//! Session-level request/response correlation, shared by client and server roles.
//!
//! Both ends of an MCP connection can originate requests: a client calls
//! `tools/call`, but a server handling that call may in turn need to issue its
//! own `sampling/createMessage` or `elicitation/create` request back to the
//! client and await a correlated reply on the very same transport. `SessionCore`
//! is the role-agnostic bookkeeping for that: it tracks requests this endpoint
//! has sent and is waiting on, and the cancellation scopes for requests this
//! endpoint is currently servicing on behalf of the peer.

pub mod dispatch;

use std::collections::HashMap;
use std::sync::atomic::{AtomicI64, Ordering};
use std::sync::Arc;
use std::time::Duration;

use tokio::sync::{oneshot, RwLock};
use tokio_util::sync::CancellationToken;

use crate::error::{MCPError, MCPResult};
use crate::protocol::jsonrpc::RequestId;

/// An outbound request this session sent and is waiting to hear back about.
struct Outstanding {
    reply: oneshot::Sender<MCPResult<serde_json::Value>>,
    cancel: CancellationToken,
}

/// Handed back to the caller that registered an outbound request. Resolves once
/// a correlated response arrives, the request times out, or it is cancelled.
pub struct PendingReply {
    id: RequestId,
    receiver: oneshot::Receiver<MCPResult<serde_json::Value>>,
    cancel: CancellationToken,
}

impl PendingReply {
    /// The request id this reply is correlated to.
    pub fn id(&self) -> &RequestId {
        &self.id
    }

    /// Wait for the correlated reply, a cancellation, or the given timeout,
    /// whichever comes first.
    pub async fn wait(self, timeout: Duration) -> MCPResult<serde_json::Value> {
        tokio::select! {
            biased;
            _ = self.cancel.cancelled() => Err(MCPError::Protocol(
                crate::error::ProtocolError::RequestCancelled(self.id.to_string()),
            )),
            outcome = tokio::time::timeout(timeout, self.receiver) => match outcome {
                Ok(Ok(result)) => result,
                Ok(Err(_)) => Err(MCPError::internal_error(
                    "request sender dropped before a reply arrived".to_string(),
                )),
                Err(_) => Err(MCPError::request_timeout()),
            },
        }
    }
}

/// Role-agnostic request table: shared between `UltraFastClient` and
/// `UltraFastServer` so both can originate requests and correlate replies on
/// the same session abstraction.
#[derive(Clone)]
pub struct SessionCore {
    next_id: Arc<AtomicI64>,
    outstanding: Arc<RwLock<HashMap<RequestId, Outstanding>>>,
    inbound_scopes: Arc<RwLock<HashMap<RequestId, CancellationToken>>>,
    progress_tokens: Arc<RwLock<HashMap<RequestId, serde_json::Value>>>,
    default_timeout: Duration,
}

impl SessionCore {
    pub fn new(default_timeout: Duration) -> Self {
        Self {
            next_id: Arc::new(AtomicI64::new(1)),
            outstanding: Arc::new(RwLock::new(HashMap::new())),
            inbound_scopes: Arc::new(RwLock::new(HashMap::new())),
            progress_tokens: Arc::new(RwLock::new(HashMap::new())),
            default_timeout,
        }
    }

    pub fn default_timeout(&self) -> Duration {
        self.default_timeout
    }

    /// Allocate a request id unique within this session.
    pub fn next_request_id(&self) -> RequestId {
        RequestId::Number(self.next_id.fetch_add(1, Ordering::Relaxed))
    }

    /// Register an outbound request before sending it on the transport. The
    /// returned `PendingReply` must be awaited to receive the correlated
    /// response (or have `cancel_outbound`/`complete` invoked against `id`).
    pub async fn register_outbound(&self, id: RequestId) -> PendingReply {
        let (tx, rx) = oneshot::channel();
        let cancel = CancellationToken::new();
        self.outstanding.write().await.insert(
            id.clone(),
            Outstanding {
                reply: tx,
                cancel: cancel.clone(),
            },
        );
        PendingReply {
            id,
            receiver: rx,
            cancel,
        }
    }

    /// Complete an outstanding outbound request with a result or protocol
    /// error, waking whichever caller is waiting in `PendingReply::wait`.
    /// Returns `false` if no request with this id is outstanding (a late or
    /// duplicate reply, which callers should log and ignore).
    pub async fn complete(&self, id: &RequestId, result: MCPResult<serde_json::Value>) -> bool {
        if let Some(outstanding) = self.outstanding.write().await.remove(id) {
            let _ = outstanding.reply.send(result);
            true
        } else {
            false
        }
    }

    /// Cancel an outbound request this session is waiting on, e.g. because the
    /// peer closed the connection before replying.
    pub async fn cancel_outbound(&self, id: &RequestId) {
        if let Some(outstanding) = self.outstanding.write().await.remove(id) {
            outstanding.cancel.cancel();
        }
    }

    /// Number of outbound requests still awaiting a reply.
    pub async fn outstanding_count(&self) -> usize {
        self.outstanding.read().await.len()
    }

    /// Begin servicing an inbound request, returning a token the handler can
    /// poll/select on to notice a `notifications/cancelled` for this id.
    pub async fn begin_inbound(&self, id: RequestId) -> CancellationToken {
        let token = CancellationToken::new();
        self.inbound_scopes.write().await.insert(id, token.clone());
        token
    }

    /// Signal cancellation of an in-flight inbound request. No-op if the
    /// request has already completed or was never tracked.
    pub async fn cancel_inbound(&self, id: &RequestId) -> bool {
        if let Some(token) = self.inbound_scopes.read().await.get(id) {
            token.cancel();
            true
        } else {
            false
        }
    }

    /// Stop tracking an inbound request's cancellation scope once its handler
    /// has returned a reply. Also drops any bound progress token, so progress
    /// notifications for this request cannot outlive it.
    pub async fn end_inbound(&self, id: &RequestId) {
        self.inbound_scopes.write().await.remove(id);
        self.progress_tokens.write().await.remove(id);
    }

    /// Record the `_meta.progressToken` of an inbound request, for the
    /// lifetime of its cancellation scope. `notifications/progress` raised by
    /// the handler servicing this request should carry this token.
    pub async fn bind_progress_token(&self, id: RequestId, token: serde_json::Value) {
        self.progress_tokens.write().await.insert(id, token);
    }

    /// The progress token bound to an inbound request, if any. Returns `None`
    /// once the request's scope has ended via `end_inbound`.
    pub async fn progress_token(&self, id: &RequestId) -> Option<serde_json::Value> {
        self.progress_tokens.read().await.get(id).cloned()
    }

    /// Whether the inbound request's cancellation scope is still open, i.e.
    /// whether `begin_inbound` was called and `end_inbound`/cancellation has
    /// not yet ended it.
    pub async fn is_inbound_cancelled(&self, id: &RequestId) -> bool {
        match self.inbound_scopes.read().await.get(id) {
            Some(token) => token.is_cancelled(),
            None => false,
        }
    }
}

impl Default for SessionCore {
    fn default() -> Self {
        Self::new(Duration::from_secs(30))
    }
}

########

### Description of the task
Where a line in the records above includes the string "struct", show it.

### Output of the task
struct Outstanding {
pub struct PendingReply {
pub struct SessionCore {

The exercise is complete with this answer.